Entries provided -
// ABOUTME: Per-exercise fatigue accumulation scoring and rotation-candidate ranking
// ABOUTME: Scores movement, joint, and neural fatigue in parallel across tracked exercises
//
// Licensed under either of Apache License, Version 2.0 or MIT License at your option.
// Copyright ©2025 Async-IO.org
#![allow(clippy::cast_precision_loss)] // Safe: week counts are small

use crate::catalog::ExerciseCatalog;
use crate::config::FatigueConfig;
use crate::errors::ConfigError;
use crate::models::ExerciseWeekRecord;
use rayon::prelude::*;
use serde::{Deserialize, Serialize};
use std::collections::HashMap;
use std::sync::Arc;
use tracing::debug;

/// Addend when strength declined beyond the trend floor across the window
const DECLINING_STRENGTH_ADDEND: f64 = 0.2;

/// Fractional strength change below which the decline addend applies
const STRENGTH_DECLINE_FLOOR: f64 = -0.02;

/// Addend when average RPE rose beyond the drift ceiling across the window
const RISING_RPE_ADDEND: f64 = 0.15;

/// RPE-point rise above which the drift addend applies
const RPE_RISE_CEILING: f64 = 1.0;

/// Complexity assumed for exercises absent from the catalog
const FALLBACK_COMPLEXITY: f64 = 5.0;

/// Accumulated fatigue breakdown for one exercise
#[derive(Debug, Clone, Serialize, Deserialize)]
pub struct ExerciseFatigueScore {
    /// Catalog exercise id
    pub exercise_id: String,
    /// Weeks of history behind this score
    pub weeks_tracked: usize,
    /// Movement-pattern exposure component
    pub movement_fatigue: f64,
    /// Joint-stress accumulation component
    pub joint_stress: f64,
    /// Neural fatigue component, scaled by technical complexity
    pub neural_fatigue: f64,
    /// Fractional strength change across the window
    pub strength_trend: f64,
    /// RPE-point change across the window
    pub rpe_trend: f64,
    /// Total accumulated fatigue
    pub total: f64,
    /// Whether the total crossed the rotation threshold
    pub rotation_candidate: bool,
}

/// Ranked fatigue scores for one analysis call
#[derive(Debug, Clone, Default, Serialize, Deserialize)]
pub struct FatigueAnalysis {
    /// Scores for every evaluated exercise, descending by total
    pub scores: Vec<ExerciseFatigueScore>,
}

impl FatigueAnalysis {
    /// Exercises flagged for rotation, in ranking order
    #[must_use]
    pub fn rotation_candidates(&self) -> Vec<&ExerciseFatigueScore> {
        self.scores.iter().filter(|s| s.rotation_candidate).collect()
    }
}

/// Accumulates per-exercise fatigue and flags rotation candidates.
///
/// Scoring is pure per exercise, so the evaluation fans out across the
/// tracked exercises with rayon.
#[derive(Debug, Clone)]
pub struct ExerciseFatigueAnalyzer {
    catalog: Arc<ExerciseCatalog>,
    config: FatigueConfig,
}

impl ExerciseFatigueAnalyzer {
    /// Build an analyzer over a shared catalog.
    ///
    /// # Errors
    /// Returns `ConfigError` when the configuration is structurally invalid.
    pub fn new(catalog: Arc<ExerciseCatalog>, config: FatigueConfig) -> Result<Self, ConfigError> {
        config.validate()?;
        Ok(Self { catalog, config })
    }

    /// Analyzer over `catalog` with default configuration
    #[must_use]
    pub fn with_catalog(catalog: Arc<ExerciseCatalog>) -> Self {
        Self {
            catalog,
            config: FatigueConfig::default(),
        }
    }

    /// Score every tracked exercise and rank rotation candidates.
    ///
    /// Exercises with fewer than `min_weeks` weeks of data are silently
    /// skipped, not flagged and not errored.
    #[must_use]
    pub fn analyze(
        &self,
        exercise_history: &HashMap<String, Vec<ExerciseWeekRecord>>,
    ) -> FatigueAnalysis {
        let mut scores: Vec<ExerciseFatigueScore> = exercise_history
            .par_iter()
            .filter(|(_, weeks)| weeks.len() >= self.config.min_weeks)
            .map(|(exercise_id, weeks)| self.score_exercise(exercise_id, weeks))
            .collect();

        scores.sort_by(|a, b| b.total.partial_cmp(&a.total).unwrap_or(std::cmp::Ordering::Equal));

        debug!(
            evaluated = scores.len(),
            candidates = scores.iter().filter(|s| s.rotation_candidate).count(),
            "exercise fatigue analysis complete"
        );

        FatigueAnalysis { scores }
    }

    fn score_exercise(
        &self,
        exercise_id: &str,
        weeks: &[ExerciseWeekRecord],
    ) -> ExerciseFatigueScore {
        let week_count = weeks.len() as f64;
        let complexity = self.catalog.get(exercise_id).map_or_else(
            || {
                debug!(exercise_id, "exercise not in catalog, using fallback complexity");
                FALLBACK_COMPLEXITY
            },
            |p| p.technical_complexity,
        );

        let movement_fatigue = week_count * self.config.movement_pattern_fatigue;
        let joint_stress = week_count * self.config.joint_stress_accumulation;
        let neural_fatigue = week_count * self.config.neural_fatigue_factor * (complexity / 10.0);

        let strength_trend = fractional_trend(weeks.iter().map(|w| w.strength));
        let rpe_trend = absolute_trend(weeks.iter().map(|w| w.avg_rpe));

        let mut total = movement_fatigue + joint_stress + neural_fatigue;
        if strength_trend < STRENGTH_DECLINE_FLOOR {
            total += DECLINING_STRENGTH_ADDEND;
        }
        if rpe_trend > RPE_RISE_CEILING {
            total += RISING_RPE_ADDEND;
        }

        ExerciseFatigueScore {
            exercise_id: exercise_id.to_owned(),
            weeks_tracked: weeks.len(),
            movement_fatigue,
            joint_stress,
            neural_fatigue,
            strength_trend,
            rpe_trend,
            total,
            rotation_candidate: total > self.config.rotation_threshold,
        }
    }
}

/// First-to-last fractional change of a series, guarding a non-positive start
fn fractional_trend(values: impl Iterator<Item = f64>) -> f64 {
    let values: Vec<f64> = values.collect();
    match (values.first(), values.last()) {
        (Some(&first), Some(&last)) if first > 0.0 => (last - first) / first,
        _ => 0.0,
    }
}

/// First-to-last absolute change of a series
fn absolute_trend(values: impl Iterator<Item = f64>) -> f64 {
    let values: Vec<f64> = values.collect();
    match (values.first(), values.last()) {
        (Some(&first), Some(&last)) => last - first,
        _ => 0.0,
    }
}

#[cfg(test)]
mod tests {
    use super::*;

    #[test]
    fn fractional_trend_guards_zero_start() {
        assert!(fractional_trend([0.0, 1.0].into_iter()).abs() < f64::EPSILON);
        assert!((fractional_trend([1.0, 0.98].into_iter()) + 0.02).abs() < 1e-9);
    }

    #[test]
    fn short_histories_are_skipped() {
        let analyzer = ExerciseFatigueAnalyzer::new(
            Arc::new(ExerciseCatalog::builtin()),
            FatigueConfig::default(),
        )
        .unwrap();
        let mut history = HashMap::new();
        history.insert(
            "back_squat".to_owned(),
            vec![ExerciseWeekRecord {
                strength: 1.0,
                avg_rpe: 7.0,
                volume: 10.0,
            }],
        );
        assert!(analyzer.analyze(&history).scores.is_empty());
    }
}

Try it -
An exact copy of every entry is the expected result.

Task response -
// ABOUTME: Per-exercise fatigue accumulation scoring and rotation-candidate ranking
// ABOUTME: Scores movement, joint, and neural fatigue in parallel across tracked exercises
//
// Licensed under either of Apache License, Version 2.0 or MIT License at your option.
// Copyright ©2025 Async-IO.org
#![allow(clippy::cast_precision_loss)] // Safe: week counts are small

use crate::catalog::ExerciseCatalog;
use crate::config::FatigueConfig;
use crate::errors::ConfigError;
use crate::models::ExerciseWeekRecord;
use rayon::prelude::*;
use serde::{Deserialize, Serialize};
use std::collections::HashMap;
use std::sync::Arc;
use tracing::debug;

/// Addend when strength declined beyond the trend floor across the window
const DECLINING_STRENGTH_ADDEND: f64 = 0.2;

/// Fractional strength change below which the decline addend applies
const STRENGTH_DECLINE_FLOOR: f64 = -0.02;

/// Addend when average RPE rose beyond the drift ceiling across the window
const RISING_RPE_ADDEND: f64 = 0.15;

/// RPE-point rise above which the drift addend applies
const RPE_RISE_CEILING: f64 = 1.0;

/// Complexity assumed for exercises absent from the catalog
const FALLBACK_COMPLEXITY: f64 = 5.0;

/// Accumulated fatigue breakdown for one exercise
#[derive(Debug, Clone, Serialize, Deserialize)]
pub struct ExerciseFatigueScore {
    /// Catalog exercise id
    pub exercise_id: String,
    /// Weeks of history behind this score
    pub weeks_tracked: usize,
    /// Movement-pattern exposure component
    pub movement_fatigue: f64,
    /// Joint-stress accumulation component
    pub joint_stress: f64,
    /// Neural fatigue component, scaled by technical complexity
    pub neural_fatigue: f64,
    /// Fractional strength change across the window
    pub strength_trend: f64,
    /// RPE-point change across the window
    pub rpe_trend: f64,
    /// Total accumulated fatigue
    pub total: f64,
    /// Whether the total crossed the rotation threshold
    pub rotation_candidate: bool,
}

/// Ranked fatigue scores for one analysis call
#[derive(Debug, Clone, Default, Serialize, Deserialize)]
pub struct FatigueAnalysis {
    /// Scores for every evaluated exercise, descending by total
    pub scores: Vec<ExerciseFatigueScore>,
}

impl FatigueAnalysis {
    /// Exercises flagged for rotation, in ranking order
    #[must_use]
    pub fn rotation_candidates(&self) -> Vec<&ExerciseFatigueScore> {
        self.scores.iter().filter(|s| s.rotation_candidate).collect()
    }
}

/// Accumulates per-exercise fatigue and flags rotation candidates.
///
/// Scoring is pure per exercise, so the evaluation fans out across the
/// tracked exercises with rayon.
#[derive(Debug, Clone)]
pub struct ExerciseFatigueAnalyzer {
    catalog: Arc<ExerciseCatalog>,
    config: FatigueConfig,
}

impl ExerciseFatigueAnalyzer {
    /// Build an analyzer over a shared catalog.
    ///
    /// # Errors
    /// Returns `ConfigError` when the configuration is structurally invalid.
    pub fn new(catalog: Arc<ExerciseCatalog>, config: FatigueConfig) -> Result<Self, ConfigError> {
        config.validate()?;
        Ok(Self { catalog, config })
    }

    /// Analyzer over `catalog` with default configuration
    #[must_use]
    pub fn with_catalog(catalog: Arc<ExerciseCatalog>) -> Self {
        Self {
            catalog,
            config: FatigueConfig::default(),
        }
    }

    /// Score every tracked exercise and rank rotation candidates.
    ///
    /// Exercises with fewer than `min_weeks` weeks of data are silently
    /// skipped, not flagged and not errored.
    #[must_use]
    pub fn analyze(
        &self,
        exercise_history: &HashMap<String, Vec<ExerciseWeekRecord>>,
    ) -> FatigueAnalysis {
        let mut scores: Vec<ExerciseFatigueScore> = exercise_history
            .par_iter()
            .filter(|(_, weeks)| weeks.len() >= self.config.min_weeks)
            .map(|(exercise_id, weeks)| self.score_exercise(exercise_id, weeks))
            .collect();

        scores.sort_by(|a, b| b.total.partial_cmp(&a.total).unwrap_or(std::cmp::Ordering::Equal));

        debug!(
            evaluated = scores.len(),
            candidates = scores.iter().filter(|s| s.rotation_candidate).count(),
            "exercise fatigue analysis complete"
        );

        FatigueAnalysis { scores }
    }

    fn score_exercise(
        &self,
        exercise_id: &str,
        weeks: &[ExerciseWeekRecord],
    ) -> ExerciseFatigueScore {
        let week_count = weeks.len() as f64;
        let complexity = self.catalog.get(exercise_id).map_or_else(
            || {
                debug!(exercise_id, "exercise not in catalog, using fallback complexity");
                FALLBACK_COMPLEXITY
            },
            |p| p.technical_complexity,
        );

        let movement_fatigue = week_count * self.config.movement_pattern_fatigue;
        let joint_stress = week_count * self.config.joint_stress_accumulation;
        let neural_fatigue = week_count * self.config.neural_fatigue_factor * (complexity / 10.0);

        let strength_trend = fractional_trend(weeks.iter().map(|w| w.strength));
        let rpe_trend = absolute_trend(weeks.iter().map(|w| w.avg_rpe));

        let mut total = movement_fatigue + joint_stress + neural_fatigue;
        if strength_trend < STRENGTH_DECLINE_FLOOR {
            total += DECLINING_STRENGTH_ADDEND;
        }
        if rpe_trend > RPE_RISE_CEILING {
            total += RISING_RPE_ADDEND;
        }

        ExerciseFatigueScore {
            exercise_id: exercise_id.to_owned(),
            weeks_tracked: weeks.len(),
            movement_fatigue,
            joint_stress,
            neural_fatigue,
            strength_trend,
            rpe_trend,
            total,
            rotation_candidate: total > self.config.rotation_threshold,
        }
    }
}

/// First-to-last fractional change of a series, guarding a non-positive start
fn fractional_trend(values: impl Iterator<Item = f64>) -> f64 {
    let values: Vec<f64> = values.collect();
    match (values.first(), values.last()) {
        (Some(&first), Some(&last)) if first > 0.0 => (last - first) / first,
        _ => 0.0,
    }
}

/// First-to-last absolute change of a series
fn absolute_trend(values: impl Iterator<Item = f64>) -> f64 {
    let values: Vec<f64> = values.collect();
    match (values.first(), values.last()) {
        (Some(&first), Some(&last)) => last - first,
        _ => 0.0,
    }
}

#[cfg(test)]
mod tests {
    use super::*;

    #[test]
    fn fractional_trend_guards_zero_start() {
        assert!(fractional_trend([0.0, 1.0].into_iter()).abs() < f64::EPSILON);
        assert!((fractional_trend([1.0, 0.98].into_iter()) + 0.02).abs() < 1e-9);
    }

    #[test]
    fn short_histories_are_skipped() {
        let analyzer = ExerciseFatigueAnalyzer::new(
            Arc::new(ExerciseCatalog::builtin()),
            FatigueConfig::default(),
        )
        .unwrap();
        let mut history = HashMap::new();
        history.insert(
            "back_squat".to_owned(),
            vec![ExerciseWeekRecord {
                strength: 1.0,
                avg_rpe: 7.0,
                volume: 10.0,
            }],
        );
        assert!(analyzer.analyze(&history).scores.is_empty());
    }
}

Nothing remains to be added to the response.